This month we look at a case which you may have seen in the mainstream media involving the drug ivermectin. During the COVID-19 pandemic, as fear and uncertainty hit a peak, desperation caused some people to seek alternative ‘treatments’ and ‘cures’ for the virus. The one that has received the most attention is ivermectin, an antiparasitic, which despite not being proven effective or being approved by the FDA for this purpose, has been touted by some as a treatment for COVID-19.
Several cases have gone to court over this issue. These cases often begin when a patient seeks an injunction to legally ‘force’ a hospital to administer the medication. For the most part, these cases have generally failed, but they provide a fascinating window into the intersection of medication regulation, patient self-autonomy, and the physicians’ oath to ‘do no harm.’
Facts of the Case
In mid-September 2021, the patient, Mr Z, contracted COVID-19, and 3 days later he was admitted to the hospital’s intensive care unit. He was not doing well and by early October he was intubated and placed on a ventilator. Mr Z’s nephew, Mr G, held a health care power of attorney for his uncle. After his uncle was intubated, Mr G began doing internet research and concluded that an alternative treatment, ivermectin, would save the patient.
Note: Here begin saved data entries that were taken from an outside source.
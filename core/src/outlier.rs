// core/src/outlier.rs
use log::trace;

use crate::activity::Activity;
use crate::config::SamplingConfig;

/// Dempet verdi for indeks `i`, eller None hvis punktet ikke er en spike.
///
/// Spike: mid > gulv, største nabo > 0 og mid > ratio × største nabo.
/// Dempes til snittet av spiken og nabosnittet.
#[inline]
fn damped(left: f64, mid: f64, right: f64, cfg: &SamplingConfig) -> Option<f64> {
    let max_neighbor = left.max(right);
    if mid > cfg.outlier_floor_kmh && max_neighbor > 0.0 && mid > cfg.spike_ratio * max_neighbor {
        Some((mid + (left + right) / 2.0) / 2.0)
    } else {
        None
    }
}

/// Demper fartsspikes i en ren fartsserie (km/t).
///
/// Alle erstatninger regnes fra den opprinnelige serien, så en korrigert
/// verdi påvirker aldri naboens vurdering. Endepunktene røres ikke.
pub fn damp_speed_spikes(speeds: &[f64], cfg: &SamplingConfig) -> Vec<f64> {
    let mut out = speeds.to_vec();
    if speeds.len() < 3 {
        return out;
    }
    for (i, w) in speeds.windows(3).enumerate() {
        if let Some(v) = damped(w[0], w[1], w[2], cfg) {
            out[i + 1] = v;
        }
    }
    out
}

/// Samme demping direkte på aggregerte punkter. Kun `speed_avg` endres.
/// Returnerer antall dempede punkter.
pub fn correct_speed_outliers<A: Activity>(samples: &mut [A::Sample], cfg: &SamplingConfig) -> usize {
    if samples.len() < 3 {
        return 0;
    }
    let original: Vec<f64> = samples.iter().map(|s| A::base(s).speed_avg).collect();

    let mut damped_count = 0;
    for (i, w) in original.windows(3).enumerate() {
        if let Some(v) = damped(w[0], w[1], w[2], cfg) {
            trace!(
                "{}: damped speed spike at bucket {} ({:.1} -> {:.1} km/h)",
                A::KIND,
                i + 1,
                w[1],
                v
            );
            A::base_mut(&mut samples[i + 1]).speed_avg = v;
            damped_count += 1;
        }
    }
    damped_count
}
He found a physician (who was not credentialed at the hospital) who agreed to write a prescription for the medication based on a discussion with Mr G about his uncle’s condition. Mr G filled the prescription and brought it to the hospital and asked them to administer it. The hospital refused, based on the staff’s conclusion that providing the medication would fall below the standard of care. Mr G then filed a petition in court seeking an injunction that would force the hospital to administer the proposed treatment.
The Lower Court Decides
The hospital opposed the nephew’s petition, arguing that there was no legal authority in the state that would authorize a court to compel a licensed health care provider “to render treatment or to administer a medication that the provider reasonably believes would be below the standard of care.” Furthermore, the hospital argued, the physician who wrote the prescription for the patient was not the patient’s physician and, in fact, had never met or examined the patient.
The physician was not credentialed by the hospital, nor did he have privileges there. The hospital also introduced affidavits by medical experts pointing out the dangers of the proposed treatment and noting that guidance from the medical community (including the CDC, FDA, American Medical Association, and American Pharmacists Association) warned against the use of ivermectin to treat COVID-19.
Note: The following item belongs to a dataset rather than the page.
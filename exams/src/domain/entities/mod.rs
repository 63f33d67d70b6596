//! Domain entities

pub mod exam;

pub use exam::{Exam, ExamId};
After a hearing on the issue, the lower court signed an order compelling the hospital to administer the proposed treatment to the patient. The hospital immediately appealed, pointing out that the prescription did not indicate how the tablets are to be administered to a patient who is intubated and sedated, and that the patient was showing signs of improvement and had now tested negative for COVID-19. After considering the arguments, the lower court amended its order, and held that Mr G would have to provide or identify a physician that the hospital could review and pass through its credentialing process to administer the proposed treatment. The hospital appealed, and the case moved up the ladder to the Court of Appeals.